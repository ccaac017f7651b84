//! Authentication service.
//!
//! Registration provisions credentials plus a TOTP secret; login exchanges
//! credentials for a stateless JWT. Password hashing lives in the domain
//! `Password` value object, repository access goes through the Unit of Work.

use async_trait::async_trait;
use chrono::{Duration, Utc};
use jsonwebtoken::{decode, encode, DecodingKey, EncodingKey, Header, Validation};
use serde::{Deserialize, Serialize};
use std::sync::Arc;
use tracing::{info, instrument};
use utoipa::ToSchema;
use uuid::Uuid;

use crate::config::{Config, ROLE_ADMIN, ROLE_CLIENT, SECONDS_PER_HOUR, TOKEN_TYPE_BEARER};
use crate::domain::{Password, TwoFactorSetup, User, UserRole};
use crate::errors::{AppError, AppResult};
use crate::infra::UnitOfWork;

/// JWT claims payload.
///
/// Profile ids are resolved at login so per-request scoping never needs an
/// extra lookup.
#[derive(Debug, Serialize, Deserialize)]
pub struct Claims {
    pub sub: Uuid,
    pub email: String,
    pub role: String,
    #[serde(default, skip_serializing_if = "Option::is_none")]
    pub client_profile_id: Option<Uuid>,
    #[serde(default, skip_serializing_if = "Option::is_none")]
    pub employee_profile_id: Option<Uuid>,
    pub exp: i64,
    pub iat: i64,
}

/// Token response returned after successful authentication
#[derive(Debug, Serialize, ToSchema)]
pub struct TokenResponse {
    /// JWT access token
    #[schema(example = "eyJhbGciOiJIUzI1NiIsInR5cCI6IkpXVCJ9...")]
    pub access_token: String,
    /// Token type (always "Bearer")
    #[schema(example = "Bearer")]
    pub token_type: String,
    /// Token expiration time in seconds
    #[schema(example = 86400)]
    pub expires_in: i64,
}

/// Response returned once at registration. The secret and QR code are never
/// retrievable again.
#[derive(Debug, Serialize, ToSchema)]
#[serde(rename_all = "camelCase")]
pub struct RegisterResponse {
    pub success: bool,
    /// TOTP provisioning QR code as an SVG data URL
    pub qr_code: String,
    /// Base32 TOTP secret for manual authenticator entry
    pub secret: String,
}

/// Authentication service trait for dependency injection.
#[async_trait]
pub trait AuthService: Send + Sync {
    /// Register a new user and issue 2FA provisioning material
    async fn register(
        &self,
        name: String,
        email: String,
        password: String,
    ) -> AppResult<RegisterResponse>;

    /// Login and return JWT token
    async fn login(&self, email: String, password: String) -> AppResult<TokenResponse>;

    /// Verify JWT token and extract claims
    fn verify_token(&self, token: &str) -> AppResult<Claims>;
}

/// Role assigned at self-registration: the very first account becomes the
/// administrator, every later one is a client.
fn role_for_registration(existing_users: u64) -> &'static str {
    if existing_users == 0 {
        ROLE_ADMIN
    } else {
        ROLE_CLIENT
    }
}

/// Generate JWT token for a user (shared helper to avoid duplication)
fn generate_token(
    user: &User,
    client_profile_id: Option<Uuid>,
    employee_profile_id: Option<Uuid>,
    config: &Config,
) -> AppResult<TokenResponse> {
    let now = Utc::now();
    let expires_at = now + Duration::hours(config.jwt_expiration_hours);

    let claims = Claims {
        sub: user.id,
        email: user.email.clone(),
        role: user.role.to_string(),
        client_profile_id,
        employee_profile_id,
        exp: expires_at.timestamp(),
        iat: now.timestamp(),
    };

    let token = encode(
        &Header::default(),
        &claims,
        &EncodingKey::from_secret(config.jwt_secret_bytes()),
    )?;

    Ok(TokenResponse {
        access_token: token,
        token_type: TOKEN_TYPE_BEARER.to_string(),
        expires_in: config.jwt_expiration_hours * SECONDS_PER_HOUR,
    })
}

/// Concrete implementation of AuthService using Unit of Work.
pub struct Authenticator<U: UnitOfWork> {
    uow: Arc<U>,
    config: Config,
}

impl<U: UnitOfWork> Authenticator<U> {
    /// Create new auth service instance with Unit of Work
    pub fn new(uow: Arc<U>, config: Config) -> Self {
        Self { uow, config }
    }
}

#[async_trait]
impl<U: UnitOfWork> AuthService for Authenticator<U> {
    #[instrument(skip(self, password), fields(email = %email))]
    async fn register(
        &self,
        name: String,
        email: String,
        password: String,
    ) -> AppResult<RegisterResponse> {
        // Field shape is validated by the handler's ValidatedJson extractor
        let password_hash = Password::new(&password)?.into_string();
        let setup = TwoFactorSetup::generate(&email)?;
        let secret = setup.secret.clone();

        // Serializable so two concurrent first registrations cannot both
        // observe an empty table and both become ADMIN
        let user = self
            .uow
            .transaction_serializable(move |ctx| {
                Box::pin(async move {
                    let users = ctx.users();

                    if users.find_by_email(&email).await?.is_some() {
                        return Err(AppError::DuplicateEmail);
                    }

                    let role = role_for_registration(users.count().await?);

                    users
                        .create(email, password_hash, name, role.to_string(), Some(secret))
                        .await
                })
            })
            .await?;

        info!(user_id = %user.id, role = %user.role, "User registered");

        Ok(RegisterResponse {
            success: true,
            qr_code: setup.qr_code,
            secret: setup.secret,
        })
    }

    #[instrument(skip(self, password), fields(email = %email))]
    async fn login(&self, email: String, password: String) -> AppResult<TokenResponse> {
        let user_result = self.uow.users().find_by_email(&email).await?;

        // Verify against a dummy hash when the email is unknown so response
        // timing cannot enumerate valid accounts
        let dummy_hash =
            "$argon2id$v=19$m=19456,t=2,p=1$dummysalt123456$dummyhash1234567890123456789012";

        let (password_hash, user_exists) = match &user_result {
            Some(user) => (user.password_hash.as_str(), true),
            None => (dummy_hash, false),
        };

        let stored_password = Password::from_hash(password_hash.to_string());
        let password_valid = stored_password.verify(&password);

        if !user_exists || !password_valid {
            return Err(AppError::InvalidCredentials);
        }

        let user = match user_result {
            Some(user) => user,
            None => return Err(AppError::InvalidCredentials),
        };

        // Resolve the role-matching profile id into the token
        let (client_profile_id, employee_profile_id) = match user.role {
            UserRole::Client => {
                let profile = self.uow.users().find_client_profile(user.id).await?;
                (profile.map(|p| p.id), None)
            }
            UserRole::Employee => {
                let profile = self.uow.users().find_employee_profile(user.id).await?;
                (None, profile.map(|p| p.id))
            }
            UserRole::Admin => (None, None),
        };

        info!(user_id = %user.id, "User logged in");

        generate_token(&user, client_profile_id, employee_profile_id, &self.config)
    }

    fn verify_token(&self, token: &str) -> AppResult<Claims> {
        let token_data = decode::<Claims>(
            token,
            &DecodingKey::from_secret(self.config.jwt_secret_bytes()),
            &Validation::default(),
        )?;

        Ok(token_data.claims)
    }
}

#[cfg(test)]
mod tests {
    use super::*;

    #[test]
    fn first_registration_becomes_admin() {
        assert_eq!(role_for_registration(0), ROLE_ADMIN);
    }

    #[test]
    fn later_registrations_become_clients() {
        assert_eq!(role_for_registration(1), ROLE_CLIENT);
        assert_eq!(role_for_registration(42), ROLE_CLIENT);
    }
}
- - - - -
Problem requirements: Recreate the full listing above precisely.

Written answer:
repository ccaac017f7651b84
//! Authentication service.
//!
//! Registration provisions credentials plus a TOTP secret; login exchanges
//! credentials for a stateless JWT. Password hashing lives in the domain
//! `Password` value object, repository access goes through the Unit of Work.

use async_trait::async_trait;
use chrono::{Duration, Utc};
use jsonwebtoken::{decode, encode, DecodingKey, EncodingKey, Header, Validation};
use serde::{Deserialize, Serialize};
use std::sync::Arc;
use tracing::{info, instrument};
use utoipa::ToSchema;
use uuid::Uuid;

use crate::config::{Config, ROLE_ADMIN, ROLE_CLIENT, SECONDS_PER_HOUR, TOKEN_TYPE_BEARER};
use crate::domain::{Password, TwoFactorSetup, User, UserRole};
use crate::errors::{AppError, AppResult};
use crate::infra::UnitOfWork;

/// JWT claims payload.
///
/// Profile ids are resolved at login so per-request scoping never needs an
/// extra lookup.
#[derive(Debug, Serialize, Deserialize)]
pub struct Claims {
    pub sub: Uuid,
    pub email: String,
    pub role: String,
    #[serde(default, skip_serializing_if = "Option::is_none")]
    pub client_profile_id: Option<Uuid>,
    #[serde(default, skip_serializing_if = "Option::is_none")]
    pub employee_profile_id: Option<Uuid>,
    pub exp: i64,
    pub iat: i64,
}

/// Token response returned after successful authentication
#[derive(Debug, Serialize, ToSchema)]
pub struct TokenResponse {
    /// JWT access token
    #[schema(example = "eyJhbGciOiJIUzI1NiIsInR5cCI6IkpXVCJ9...")]
    pub access_token: String,
    /// Token type (always "Bearer")
    #[schema(example = "Bearer")]
    pub token_type: String,
    /// Token expiration time in seconds
    #[schema(example = 86400)]
    pub expires_in: i64,
}

/// Response returned once at registration. The secret and QR code are never
/// retrievable again.
#[derive(Debug, Serialize, ToSchema)]
#[serde(rename_all = "camelCase")]
pub struct RegisterResponse {
    pub success: bool,
    /// TOTP provisioning QR code as an SVG data URL
    pub qr_code: String,
    /// Base32 TOTP secret for manual authenticator entry
    pub secret: String,
}

/// Authentication service trait for dependency injection.
#[async_trait]
pub trait AuthService: Send + Sync {
    /// Register a new user and issue 2FA provisioning material
    async fn register(
        &self,
        name: String,
        email: String,
        password: String,
    ) -> AppResult<RegisterResponse>;

    /// Login and return JWT token
    async fn login(&self, email: String, password: String) -> AppResult<TokenResponse>;

    /// Verify JWT token and extract claims
    fn verify_token(&self, token: &str) -> AppResult<Claims>;
}

/// Role assigned at self-registration: the very first account becomes the
/// administrator, every later one is a client.
fn role_for_registration(existing_users: u64) -> &'static str {
    if existing_users == 0 {
        ROLE_ADMIN
    } else {
        ROLE_CLIENT
    }
}

/// Generate JWT token for a user (shared helper to avoid duplication)
fn generate_token(
    user: &User,
    client_profile_id: Option<Uuid>,
    employee_profile_id: Option<Uuid>,
    config: &Config,
) -> AppResult<TokenResponse> {
    let now = Utc::now();
    let expires_at = now + Duration::hours(config.jwt_expiration_hours);

    let claims = Claims {
        sub: user.id,
        email: user.email.clone(),
        role: user.role.to_string(),
        client_profile_id,
        employee_profile_id,
        exp: expires_at.timestamp(),
        iat: now.timestamp(),
    };

    let token = encode(
        &Header::default(),
        &claims,
        &EncodingKey::from_secret(config.jwt_secret_bytes()),
    )?;

    Ok(TokenResponse {
        access_token: token,
        token_type: TOKEN_TYPE_BEARER.to_string(),
        expires_in: config.jwt_expiration_hours * SECONDS_PER_HOUR,
    })
}

/// Concrete implementation of AuthService using Unit of Work.
pub struct Authenticator<U: UnitOfWork> {
    uow: Arc<U>,
    config: Config,
}

impl<U: UnitOfWork> Authenticator<U> {
    /// Create new auth service instance with Unit of Work
    pub fn new(uow: Arc<U>, config: Config) -> Self {
        Self { uow, config }
    }
}

#[async_trait]
impl<U: UnitOfWork> AuthService for Authenticator<U> {
    #[instrument(skip(self, password), fields(email = %email))]
    async fn register(
        &self,
        name: String,
        email: String,
        password: String,
    ) -> AppResult<RegisterResponse> {
        // Field shape is validated by the handler's ValidatedJson extractor
        let password_hash = Password::new(&password)?.into_string();
        let setup = TwoFactorSetup::generate(&email)?;
        let secret = setup.secret.clone();

        // Serializable so two concurrent first registrations cannot both
        // observe an empty table and both become ADMIN
        let user = self
            .uow
            .transaction_serializable(move |ctx| {
                Box::pin(async move {
                    let users = ctx.users();

                    if users.find_by_email(&email).await?.is_some() {
                        return Err(AppError::DuplicateEmail);
                    }

                    let role = role_for_registration(users.count().await?);

                    users
                        .create(email, password_hash, name, role.to_string(), Some(secret))
                        .await
                })
            })
            .await?;

        info!(user_id = %user.id, role = %user.role, "User registered");

        Ok(RegisterResponse {
            success: true,
            qr_code: setup.qr_code,
            secret: setup.secret,
        })
    }

    #[instrument(skip(self, password), fields(email = %email))]
    async fn login(&self, email: String, password: String) -> AppResult<TokenResponse> {
        let user_result = self.uow.users().find_by_email(&email).await?;

        // Verify against a dummy hash when the email is unknown so response
        // timing cannot enumerate valid accounts
        let dummy_hash =
            "$argon2id$v=19$m=19456,t=2,p=1$dummysalt123456$dummyhash1234567890123456789012";

        let (password_hash, user_exists) = match &user_result {
            Some(user) => (user.password_hash.as_str(), true),
            None => (dummy_hash, false),
        };

        let stored_password = Password::from_hash(password_hash.to_string());
        let password_valid = stored_password.verify(&password);

        if !user_exists || !password_valid {
            return Err(AppError::InvalidCredentials);
        }

        let user = match user_result {
            Some(user) => user,
            None => return Err(AppError::InvalidCredentials),
        };

        // Resolve the role-matching profile id into the token
        let (client_profile_id, employee_profile_id) = match user.role {
            UserRole::Client => {
                let profile = self.uow.users().find_client_profile(user.id).await?;
                (profile.map(|p| p.id), None)
            }
            UserRole::Employee => {
                let profile = self.uow.users().find_employee_profile(user.id).await?;
                (None, profile.map(|p| p.id))
            }
            UserRole::Admin => (None, None),
        };

        info!(user_id = %user.id, "User logged in");

        generate_token(&user, client_profile_id, employee_profile_id, &self.config)
    }

    fn verify_token(&self, token: &str) -> AppResult<Claims> {
        let token_data = decode::<Claims>(
            token,
            &DecodingKey::from_secret(self.config.jwt_secret_bytes()),
            &Validation::default(),
        )?;

        Ok(token_data.claims)
    }
}

#[cfg(test)]
mod tests {
    use super::*;

    #[test]
    fn first_registration_becomes_admin() {
        assert_eq!(role_for_registration(0), ROLE_ADMIN);
    }

    #[test]
    fn later_registrations_become_clients() {
        assert_eq!(role_for_registration(1), ROLE_CLIENT);
        assert_eq!(role_for_registration(42), ROLE_CLIENT);
    }
}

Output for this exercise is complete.